Y de ahí también que incluso un ateo militante como Dawkins se declare "cristiano cultural" para combatir el relativismo cultural y participando de esa ilusa esperanza moderna de que los valores cristianos puedan sobrevivir sin la fe que los alimenta y los dota de sentido.
Así, ni se cree en la ciencia, ni se cree en serio en la necesidad de la prudencia, ni se cree, ni en broma, en la libertad de las niñas de doce años que quieren ser niños.
No les dejaríamos fumarse un puro ni tomarse una Coca-Cola antes de ir a la cama, pero les dejamos arruinarse la vida porque para las cosas importantes no se nos ocurre qué principio sólido podríamos invocar.
El único valor que se pretende común, el único que justifica la imposición y el sacrificio, es la salud, reducida ya a la mínima expresión de evitarse el sufrimiento. Pero este valor es para el moderno como la cerveza para Homer Simpson: el origen y la solución de todos los problemas.
Es lo que explica que todavía haya padres capaces de obligar a sus hijos a comer verdura, estudiar matemáticas o a hacer algo de deporte.
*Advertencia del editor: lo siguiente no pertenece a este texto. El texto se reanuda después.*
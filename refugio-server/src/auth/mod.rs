//! Authentication
//!
//! JWT issuing/validation plus the axum extractor that gates admin routes.

pub mod extractor;
pub mod jwt;

pub use jwt::{Claims, CurrentUser, JwtConfig, JwtError, JwtService};
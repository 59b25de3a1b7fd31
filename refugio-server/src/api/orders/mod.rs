//! Order API Module
//!
//! Checkout, tracking and cancellation are public; listing, status
//! transitions and sales statistics are admin-only.

mod handler;

use axum::{
    Router,
    routing::{get, post, put},
};

use crate::core::ServerState;

pub fn router() -> Router<ServerState> {
    Router::new().nest("/api/orders", routes())
}

fn routes() -> Router<ServerState> {
    Router::new()
        // Public checkout and tracking
        .route("/", post(handler::create))
        .route("/number/{order_number}", get(handler::get_by_number))
        .route("/{id}/cancel", put(handler::cancel))
        // Admin lifecycle and reporting
        .route("/", get(handler::list))
        .route("/{id}/status", put(handler::update_status))
        .route("/stats/sales", get(handler::sales_stats))
}
//! Welcome and health check routes
//!
//! | Path | Method | Auth |
//! |------|--------|------|
//! | / | GET | none |
//! | /health | GET | none |

use axum::{Json, Router, routing::get};
use serde::Serialize;

use crate::core::ServerState;

pub fn router() -> Router<ServerState> {
    Router::new()
        .route("/", get(welcome))
        .route("/health", get(health))
}

#[derive(Serialize)]
struct WelcomeResponse {
    message: &'static str,
    version: &'static str,
    status: &'static str,
}

async fn welcome() -> Json<WelcomeResponse> {
    Json(WelcomeResponse {
        message: "Bem-vindo ao Refugio's Lanche API",
        version: env!("CARGO_PKG_VERSION"),
        status: "Online",
    })
}

#[derive(Serialize)]
struct HealthResponse {
    status: &'static str,
}

async fn health() -> Json<HealthResponse> {
    Json(HealthResponse { status: "healthy" })
}
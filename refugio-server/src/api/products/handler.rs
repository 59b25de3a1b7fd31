//! Product API Handlers

use axum::{
    Json,
    extract::{Path, Query, State},
    http::StatusCode,
};
use serde::Deserialize;
use validator::Validate;

use shared::error::ApiError;
use shared::response::ApiResponse;

use crate::auth::CurrentUser;
use crate::core::ServerState;
use crate::db::models::{Product, ProductCategory, ProductCreate, ProductUpdate};
use crate::db::repository::ProductRepository;
use crate::db::repository::product::ProductFilter;
use crate::utils::AppResult;

/// Query params for the public catalog listing
#[derive(Debug, Deserialize)]
pub struct ListQuery {
    pub category: Option<ProductCategory>,
    pub available: Option<bool>,
    pub search: Option<String>,
}

/// GET /api/products - list the catalog
pub async fn list(
    State(state): State<ServerState>,
    Query(query): Query<ListQuery>,
) -> AppResult<Json<ApiResponse<Vec<Product>>>> {
    let repo = ProductRepository::new(state.get_db());
    let products = repo
        .find_all(ProductFilter {
            category: query.category,
            available: query.available,
            search: query.search,
        })
        .await
        .map_err(ApiError::from)?;

    let count = products.len();
    Ok(Json(ApiResponse::ok_with_count(products, count)))
}

/// GET /api/products/category/:category - available products in a category
pub async fn list_by_category(
    State(state): State<ServerState>,
    Path(category): Path<ProductCategory>,
) -> AppResult<Json<ApiResponse<Vec<Product>>>> {
    let repo = ProductRepository::new(state.get_db());
    let products = repo
        .find_by_category(category)
        .await
        .map_err(ApiError::from)?;

    let count = products.len();
    Ok(Json(ApiResponse::ok_with_count(products, count)))
}

/// GET /api/products/:id - single product
pub async fn get_by_id(
    State(state): State<ServerState>,
    Path(id): Path<String>,
) -> AppResult<Json<ApiResponse<Product>>> {
    let repo = ProductRepository::new(state.get_db());
    let product = repo
        .find_by_id(&id)
        .await
        .map_err(ApiError::from)?
        .ok_or_else(|| ApiError::not_found("Product"))?;

    Ok(Json(ApiResponse::ok(product)))
}

/// POST /api/products - create a product
pub async fn create(
    State(state): State<ServerState>,
    user: CurrentUser,
    Json(payload): Json<ProductCreate>,
) -> AppResult<(StatusCode, Json<ApiResponse<Product>>)> {
    payload
        .validate()
        .map_err(|e| ApiError::validation(e.to_string()))?;

    let repo = ProductRepository::new(state.get_db());
    let product = repo.create(payload).await.map_err(ApiError::from)?;

    tracing::info!(name = %product.name, by = %user.email, "Product created");

    Ok((
        StatusCode::CREATED,
        Json(ApiResponse::ok_with_message(
            product,
            "Product created successfully",
        )),
    ))
}

/// PUT /api/products/:id - update a product
pub async fn update(
    State(state): State<ServerState>,
    user: CurrentUser,
    Path(id): Path<String>,
    Json(payload): Json<ProductUpdate>,
) -> AppResult<Json<ApiResponse<Product>>> {
    payload
        .validate()
        .map_err(|e| ApiError::validation(e.to_string()))?;

    let repo = ProductRepository::new(state.get_db());
    let product = repo.update(&id, payload).await.map_err(ApiError::from)?;

    tracing::info!(name = %product.name, by = %user.email, "Product updated");

    Ok(Json(ApiResponse::ok_with_message(
        product,
        "Product updated successfully",
    )))
}

/// DELETE /api/products/:id - delete a product
pub async fn remove(
    State(state): State<ServerState>,
    user: CurrentUser,
    Path(id): Path<String>,
) -> AppResult<Json<ApiResponse<()>>> {
    let repo = ProductRepository::new(state.get_db());
    repo.delete(&id).await.map_err(ApiError::from)?;

    tracing::info!(id = %id, by = %user.email, "Product deleted");

    Ok(Json(ApiResponse::message_only("Product deleted successfully")))
}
Pero es también lo que explica que haya padres y médicos y psicólogos autorizando y administrando bloqueadores de la pubertad para proteger la salud mental de un pobre adolescente asqueado con su cuerpo.
El problema de no saber en qué se cree, de no poder creer firmemente en nada, es que uno es capaz de creer en cualquier cosa, pero sólo cuando toca.